The radius-vector of the raindrop's surface $r(\theta)$ in vertical angular direction $\theta$ is equal to

$r(\theta)=a [ 1 + \sum c_n cos(n \theta) ]$,

where shape coefficients $c_n \cdot 10^4$ are defined for the raindrops with different equivolumetric diameter as in following table

| d(mm) | n = 0 | 1 | 2 | 3 | 4 | 5 | 6 | 7 | 8 | 9 | 10 |
|---|---|---|---|---|---|---|---|---|---|---|---|
| 2.0 | -131 | -120 | -376 | -96 | -4 | 15 | 5 | 0 | -2 | 0 | 1 |
| 2.5 | -201 | -172 | -567 | -137 | 3 | 29 | 8 | -2 | -4 | 0 | 1 |
| 3.0 | -282 | -230 | -779 | -175 | 21 | 46 | 11 | -6 | -7 | 0 | 3 |
| 3.5 | -369 | -285 | -998 | -207 | 48 | 68 | 13 | -13 | -10 | 0 | 5 |
| 4.0 | -458 | -335 | -1211 | -227 | 83 | 89 | 12 | -21 | -13 | 1 | 8 |
| 4.5 | -549 | -377 | -1421 | -240 | 126 | 110 | 9 | -31 | -16 | 4 | 11 |
| 5.0 | -644 | -416 | -1629 | -246 | 176 | 131 | 2 | -44 | -18 | 9 | 14 |
| 5.5 | -742 | -454 | -1837 | -244 | 234 | 150 | -7 | -58 | -19 | 15 | 19 |
| 6.0 | -840 | -480 | -2034 | -237 | 297 | 166 | -21 | -72 | -19 | 24 | 23 |

== Applications ==

The description of raindrop shape has some rather practical uses.
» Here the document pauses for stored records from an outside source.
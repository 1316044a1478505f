//! Capability gate
//!
//! Actions that need the collaborator capability pass through
//! [`CapabilityGate::require`]. Without a capability the action is parked
//! and the acquisition prompt is raised; submitting a capability hands the
//! parked action back exactly once. Only one action can be parked at a time
//! and the latest request wins.

use std::sync::{Mutex, MutexGuard, PoisonError};

use tracing::debug;

use crate::models::Capability;

/// Decision for a gated request.
#[derive(Debug)]
pub enum Admission<A> {
    Proceed(A, Capability),
    /// Parked until a capability is submitted
    Suspended,
}

/// Result of a gated session operation.
#[derive(Debug, Clone, PartialEq)]
pub enum Gated<T> {
    Ran(T),
    /// Waiting on a capability; the prompt is showing
    Suspended,
}

impl<T> Gated<T> {
    pub fn ran(self) -> Option<T> {
        match self {
            Gated::Ran(value) => Some(value),
            Gated::Suspended => None,
        }
    }

    pub fn is_suspended(&self) -> bool {
        matches!(self, Gated::Suspended)
    }
}

#[derive(Debug)]
struct GateState<A> {
    pending: Option<A>,
    prompting: bool,
}

#[derive(Debug)]
pub struct CapabilityGate<A> {
    state: Mutex<GateState<A>>,
}

impl<A> CapabilityGate<A> {
    pub fn new() -> Self {
        Self {
            state: Mutex::new(GateState {
                pending: None,
                prompting: false,
            }),
        }
    }

    /// Let `action` through when a capability is present, otherwise park it
    /// (replacing any parked action) and raise the prompt.
    pub fn require(&self, capability: Option<Capability>, action: A) -> Admission<A> {
        match capability {
            Some(capability) => Admission::Proceed(action, capability),
            None => {
                let mut state = self.lock();
                if state.pending.replace(action).is_some() {
                    debug!("Replacing parked action");
                }
                state.prompting = true;
                Admission::Suspended
            }
        }
    }

    /// Close the prompt after a capability was supplied and take the parked
    /// action. Later calls return `None`.
    pub fn submit(&self) -> Option<A> {
        let mut state = self.lock();
        state.prompting = false;
        state.pending.take()
    }

    /// Close the prompt and drop the parked action.
    pub fn dismiss(&self) {
        let mut state = self.lock();
        state.prompting = false;
        if state.pending.take().is_some() {
            debug!("Parked action discarded");
        }
    }

    pub fn is_prompting(&self) -> bool {
        self.lock().prompting
    }

    pub fn has_pending(&self) -> bool {
        self.lock().pending.is_some()
    }

    fn lock(&self) -> MutexGuard<'_, GateState<A>> {
        self.state.lock().unwrap_or_else(PoisonError::into_inner)
    }
}

impl<A> Default for CapabilityGate<A> {
    fn default() -> Self {
        Self::new()
    }
}

#[cfg(test)]
mod tests {
    use super::*;

    #[test]
    fn test_present_capability_proceeds() {
        let gate = CapabilityGate::new();
        match gate.require(Capability::new("k"), "consult") {
            Admission::Proceed(action, cap) => {
                assert_eq!(action, "consult");
                assert_eq!(cap.expose(), "k");
            }
            Admission::Suspended => panic!("should proceed"),
        }
        assert!(!gate.is_prompting());
    }

    #[test]
    fn test_last_call_wins() {
        let gate = CapabilityGate::new();
        assert!(matches!(gate.require(None, 1), Admission::Suspended));
        assert!(matches!(gate.require(None, 2), Admission::Suspended));
        assert!(gate.is_prompting());

        assert_eq!(gate.submit(), Some(2));
        assert_eq!(gate.submit(), None, "runs once");
        assert!(!gate.is_prompting());
    }

    #[test]
    fn test_dismiss_discards() {
        let gate = CapabilityGate::new();
        gate.require(None, "analyze");
        gate.dismiss();

        assert!(!gate.has_pending());
        assert_eq!(gate.submit(), None);
    }
}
Understanding rain is particularly important with regard to the propagation of electromagnetic signals. A portion of atmosphere that has rain in it, or a rain cell, has the characteristic of attenuating and de-polarizing EM signals that pass through it. The attenuation of such a signal is approximately proportional to the square of the frequency of the signal, and the de-polarization is proportional to the shape distribution of raindrops in the rain cell.